» EXTRACTED MATERIAL:

· · · · ·

//! Field resolution: explicit value, required-explicit check, carry-forward,
//! preference default, built-in default.

use crate::error::InferenceError;
use crate::types::{
    ActionPreference, FieldConstraint, FieldPreference, Mark, PartialPrimitiveTarget,
    PositionModifier, ScopeType, TargetField, TargetScope,
};

/// Most recent explicit value of each field, left to right
#[derive(Debug, Clone, Default, PartialEq, Eq)]
pub(crate) struct CarriedFields {
    mark: Option<Mark>,
    scope_type: Option<ScopeType>,
    position: Option<PositionModifier>,
}

/// Constraint per field in effect at one target position
#[derive(Debug, Clone, Copy, PartialEq, Eq)]
pub(crate) struct EffectiveConstraints {
    mark: FieldConstraint,
    scope_type: FieldConstraint,
    position: FieldConstraint,
}

impl EffectiveConstraints {
    /// The leftmost preference in `preferences[..=index]` stating a constraint
    /// for a field decides it; `Inherit` when none does.
    pub(crate) fn at(preferences: &[ActionPreference], index: usize) -> Self {
        let leftmost = |field| {
            preferences
                .iter()
                .take(index + 1)
                .find_map(|preference| preference.constraint(field))
                .unwrap_or(FieldConstraint::Inherit)
        };
        Self {
            mark: leftmost(TargetField::Mark),
            scope_type: leftmost(TargetField::ScopeType),
            position: leftmost(TargetField::Position),
        }
    }
}

/// Fields of one primitive after resolution
#[derive(Debug, Clone, PartialEq, Eq)]
pub(crate) struct ResolvedFields {
    pub mark: Mark,
    pub scope: TargetScope,
    pub position: PositionModifier,
    pub ordinal: usize,
}

fn resolve_field<T: Clone>(
    explicit: Option<&T>,
    carried: &mut Option<T>,
    constraint: FieldConstraint,
    preference: &FieldPreference<T>,
    index: usize,
    field: TargetField,
) -> Result<Option<T>, InferenceError> {
    if let Some(value) = explicit {
        *carried = Some(value.clone());
        return Ok(Some(value.clone()));
    }
    if constraint == FieldConstraint::RequireExplicit {
        return Err(InferenceError::MissingField { index, field });
    }
    Ok(carried.clone().or_else(|| preference.default.clone()))
}

impl CarriedFields {
    /// Resolves every field of `partial`, recording its explicit values
    pub(crate) fn resolve(
        &mut self,
        partial: &PartialPrimitiveTarget,
        preference: &ActionPreference,
        constraints: EffectiveConstraints,
        index: usize,
    ) -> Result<ResolvedFields, InferenceError> {
        let mark = resolve_field(
            partial.mark.as_ref(),
            &mut self.mark,
            constraints.mark,
            &preference.mark,
            index,
            TargetField::Mark,
        )?
        .unwrap_or(Mark::Cursor);
        let scope_type = resolve_field(
            partial.scope_type.as_ref(),
            &mut self.scope_type,
            constraints.scope_type,
            &preference.scope_type,
            index,
            TargetField::ScopeType,
        )?;
        let position = resolve_field(
            partial.position.as_ref(),
            &mut self.position,
            constraints.position,
            &preference.position,
            index,
            TargetField::Position,
        )?
        .unwrap_or_default();

        Ok(ResolvedFields {
            mark,
            scope: TargetScope::from(scope_type),
            position,
            ordinal: partial.ordinal.unwrap_or(1).max(1),
        })
    }
}

#[cfg(test)]
mod tests {
    use super::*;

    #[test]
    fn test_explicit_values_carry_forward() {
        let preferences = vec![ActionPreference::permissive(); 2];
        let mut carried = CarriedFields::default();

        let first = PartialPrimitiveTarget::new().with_scope(ScopeType::Class);
        carried
            .resolve(&first, &preferences[0], EffectiveConstraints::at(&preferences, 0), 0)
            .unwrap();
        let second = carried
            .resolve(
                &PartialPrimitiveTarget::new(),
                &preferences[1],
                EffectiveConstraints::at(&preferences, 1),
                1,
            )
            .unwrap();

        assert_eq!(
            second.scope,
            TargetScope::Enclosing {
                scope_type: ScopeType::Class
            }
        );
        assert_eq!(second.mark, Mark::Cursor);
        assert_eq!(second.position, PositionModifier::Contents);
        assert_eq!(second.ordinal, 1);
    }

    #[test]
    fn test_builtin_defaults() {
        let preference = ActionPreference::permissive();
        let resolved = CarriedFields::default()
            .resolve(
                &PartialPrimitiveTarget::new().with_ordinal(0),
                &preference,
                EffectiveConstraints::at(std::slice::from_ref(&preference), 0),
                0,
            )
            .unwrap();
        assert_eq!(resolved.scope, TargetScope::Exact);
        assert_eq!(resolved.ordinal, 1);
    }

    #[test]
    fn test_carried_value_beats_preference_default() {
        let preferences = vec![
            ActionPreference::permissive(),
            ActionPreference {
                position: FieldPreference::defaulting_to(PositionModifier::Entire),
                ..ActionPreference::permissive()
            },
        ];
        let mut carried = CarriedFields::default();
        let second = carried
            .resolve(
                &PartialPrimitiveTarget::new(),
                &preferences[1],
                EffectiveConstraints::at(&preferences, 1),
                1,
            )
            .unwrap();
        assert_eq!(second.position, PositionModifier::Entire);

        carried
            .resolve(
                &PartialPrimitiveTarget::new().with_position(PositionModifier::After),
                &preferences[0],
                EffectiveConstraints::at(&preferences, 0),
                0,
            )
            .unwrap();
        let again = carried
            .resolve(
                &PartialPrimitiveTarget::new(),
                &preferences[1],
                EffectiveConstraints::at(&preferences, 1),
                1,
            )
            .unwrap();
        assert_eq!(again.position, PositionModifier::After);
    }

    #[test]
    fn test_required_explicit_is_an_error() {
        let preferences =
            vec![ActionPreference::permissive().requiring(TargetField::Position)];
        let err = CarriedFields::default()
            .resolve(
                &PartialPrimitiveTarget::new(),
                &preferences[0],
                EffectiveConstraints::at(&preferences, 0),
                0,
            )
            .unwrap_err();
        assert_eq!(
            err,
            InferenceError::MissingField {
                index: 0,
                field: TargetField::Position
            }
        );
    }

    #[test]
    fn test_leftmost_constraint_wins() {
        let inherit = ActionPreference {
            position: FieldPreference {
                constraint: Some(FieldConstraint::Inherit),
                default: None,
            },
            ..ActionPreference::permissive()
        };
        let strict = ActionPreference::permissive().requiring(TargetField::Position);

        let preferences = vec![inherit.clone(), strict.clone()];
        assert_eq!(
            EffectiveConstraints::at(&preferences, 1).position,
            FieldConstraint::Inherit
        );

        let preferences = vec![strict, inherit];
        assert_eq!(
            EffectiveConstraints::at(&preferences, 1).position,
            FieldConstraint::RequireExplicit
        );

        let preferences = vec![ActionPreference::permissive(); 2];
        assert_eq!(
            EffectiveConstraints::at(&preferences, 1).position,
            FieldConstraint::Inherit
        );
    }
}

· · · · ·

» ASSIGNMENT: Reproduce each record shown above without altering a single word.

» YOUR SOLUTION:
//! Field resolution: explicit value, required-explicit check, carry-forward,
//! preference default, built-in default.

use crate::error::InferenceError;
use crate::types::{
    ActionPreference, FieldConstraint, FieldPreference, Mark, PartialPrimitiveTarget,
    PositionModifier, ScopeType, TargetField, TargetScope,
};

/// Most recent explicit value of each field, left to right
#[derive(Debug, Clone, Default, PartialEq, Eq)]
pub(crate) struct CarriedFields {
    mark: Option<Mark>,
    scope_type: Option<ScopeType>,
    position: Option<PositionModifier>,
}

/// Constraint per field in effect at one target position
#[derive(Debug, Clone, Copy, PartialEq, Eq)]
pub(crate) struct EffectiveConstraints {
    mark: FieldConstraint,
    scope_type: FieldConstraint,
    position: FieldConstraint,
}

impl EffectiveConstraints {
    /// The leftmost preference in `preferences[..=index]` stating a constraint
    /// for a field decides it; `Inherit` when none does.
    pub(crate) fn at(preferences: &[ActionPreference], index: usize) -> Self {
        let leftmost = |field| {
            preferences
                .iter()
                .take(index + 1)
                .find_map(|preference| preference.constraint(field))
                .unwrap_or(FieldConstraint::Inherit)
        };
        Self {
            mark: leftmost(TargetField::Mark),
            scope_type: leftmost(TargetField::ScopeType),
            position: leftmost(TargetField::Position),
        }
    }
}

/// Fields of one primitive after resolution
#[derive(Debug, Clone, PartialEq, Eq)]
pub(crate) struct ResolvedFields {
    pub mark: Mark,
    pub scope: TargetScope,
    pub position: PositionModifier,
    pub ordinal: usize,
}

fn resolve_field<T: Clone>(
    explicit: Option<&T>,
    carried: &mut Option<T>,
    constraint: FieldConstraint,
    preference: &FieldPreference<T>,
    index: usize,
    field: TargetField,
) -> Result<Option<T>, InferenceError> {
    if let Some(value) = explicit {
        *carried = Some(value.clone());
        return Ok(Some(value.clone()));
    }
    if constraint == FieldConstraint::RequireExplicit {
        return Err(InferenceError::MissingField { index, field });
    }
    Ok(carried.clone().or_else(|| preference.default.clone()))
}

impl CarriedFields {
    /// Resolves every field of `partial`, recording its explicit values
    pub(crate) fn resolve(
        &mut self,
        partial: &PartialPrimitiveTarget,
        preference: &ActionPreference,
        constraints: EffectiveConstraints,
        index: usize,
    ) -> Result<ResolvedFields, InferenceError> {
        let mark = resolve_field(
            partial.mark.as_ref(),
            &mut self.mark,
            constraints.mark,
            &preference.mark,
            index,
            TargetField::Mark,
        )?
        .unwrap_or(Mark::Cursor);
        let scope_type = resolve_field(
            partial.scope_type.as_ref(),
            &mut self.scope_type,
            constraints.scope_type,
            &preference.scope_type,
            index,
            TargetField::ScopeType,
        )?;
        let position = resolve_field(
            partial.position.as_ref(),
            &mut self.position,
            constraints.position,
            &preference.position,
            index,
            TargetField::Position,
        )?
        .unwrap_or_default();

        Ok(ResolvedFields {
            mark,
            scope: TargetScope::from(scope_type),
            position,
            ordinal: partial.ordinal.unwrap_or(1).max(1),
        })
    }
}

#[cfg(test)]
mod tests {
    use super::*;

    #[test]
    fn test_explicit_values_carry_forward() {
        let preferences = vec![ActionPreference::permissive(); 2];
        let mut carried = CarriedFields::default();

        let first = PartialPrimitiveTarget::new().with_scope(ScopeType::Class);
        carried
            .resolve(&first, &preferences[0], EffectiveConstraints::at(&preferences, 0), 0)
            .unwrap();
        let second = carried
            .resolve(
                &PartialPrimitiveTarget::new(),
                &preferences[1],
                EffectiveConstraints::at(&preferences, 1),
                1,
            )
            .unwrap();

        assert_eq!(
            second.scope,
            TargetScope::Enclosing {
                scope_type: ScopeType::Class
            }
        );
        assert_eq!(second.mark, Mark::Cursor);
        assert_eq!(second.position, PositionModifier::Contents);
        assert_eq!(second.ordinal, 1);
    }

    #[test]
    fn test_builtin_defaults() {
        let preference = ActionPreference::permissive();
        let resolved = CarriedFields::default()
            .resolve(
                &PartialPrimitiveTarget::new().with_ordinal(0),
                &preference,
                EffectiveConstraints::at(std::slice::from_ref(&preference), 0),
                0,
            )
            .unwrap();
        assert_eq!(resolved.scope, TargetScope::Exact);
        assert_eq!(resolved.ordinal, 1);
    }

    #[test]
    fn test_carried_value_beats_preference_default() {
        let preferences = vec![
            ActionPreference::permissive(),
            ActionPreference {
                position: FieldPreference::defaulting_to(PositionModifier::Entire),
                ..ActionPreference::permissive()
            },
        ];
        let mut carried = CarriedFields::default();
        let second = carried
            .resolve(
                &PartialPrimitiveTarget::new(),
                &preferences[1],
                EffectiveConstraints::at(&preferences, 1),
                1,
            )
            .unwrap();
        assert_eq!(second.position, PositionModifier::Entire);

        carried
            .resolve(
                &PartialPrimitiveTarget::new().with_position(PositionModifier::After),
                &preferences[0],
                EffectiveConstraints::at(&preferences, 0),
                0,
            )
            .unwrap();
        let again = carried
            .resolve(
                &PartialPrimitiveTarget::new(),
                &preferences[1],
                EffectiveConstraints::at(&preferences, 1),
                1,
            )
            .unwrap();
        assert_eq!(again.position, PositionModifier::After);
    }

    #[test]
    fn test_required_explicit_is_an_error() {
        let preferences =
            vec![ActionPreference::permissive().requiring(TargetField::Position)];
        let err = CarriedFields::default()
            .resolve(
                &PartialPrimitiveTarget::new(),
                &preferences[0],
                EffectiveConstraints::at(&preferences, 0),
                0,
            )
            .unwrap_err();
        assert_eq!(
            err,
            InferenceError::MissingField {
                index: 0,
                field: TargetField::Position
            }
        );
    }

    #[test]
    fn test_leftmost_constraint_wins() {
        let inherit = ActionPreference {
            position: FieldPreference {
                constraint: Some(FieldConstraint::Inherit),
                default: None,
            },
            ..ActionPreference::permissive()
        };
        let strict = ActionPreference::permissive().requiring(TargetField::Position);

        let preferences = vec![inherit.clone(), strict.clone()];
        assert_eq!(
            EffectiveConstraints::at(&preferences, 1).position,
            FieldConstraint::Inherit
        );

        let preferences = vec![strict, inherit];
        assert_eq!(
            EffectiveConstraints::at(&preferences, 1).position,
            FieldConstraint::RequireExplicit
        );

        let preferences = vec![ActionPreference::permissive(); 2];
        assert_eq!(
            EffectiveConstraints::at(&preferences, 1).position,
            FieldConstraint::Inherit
        );
    }
}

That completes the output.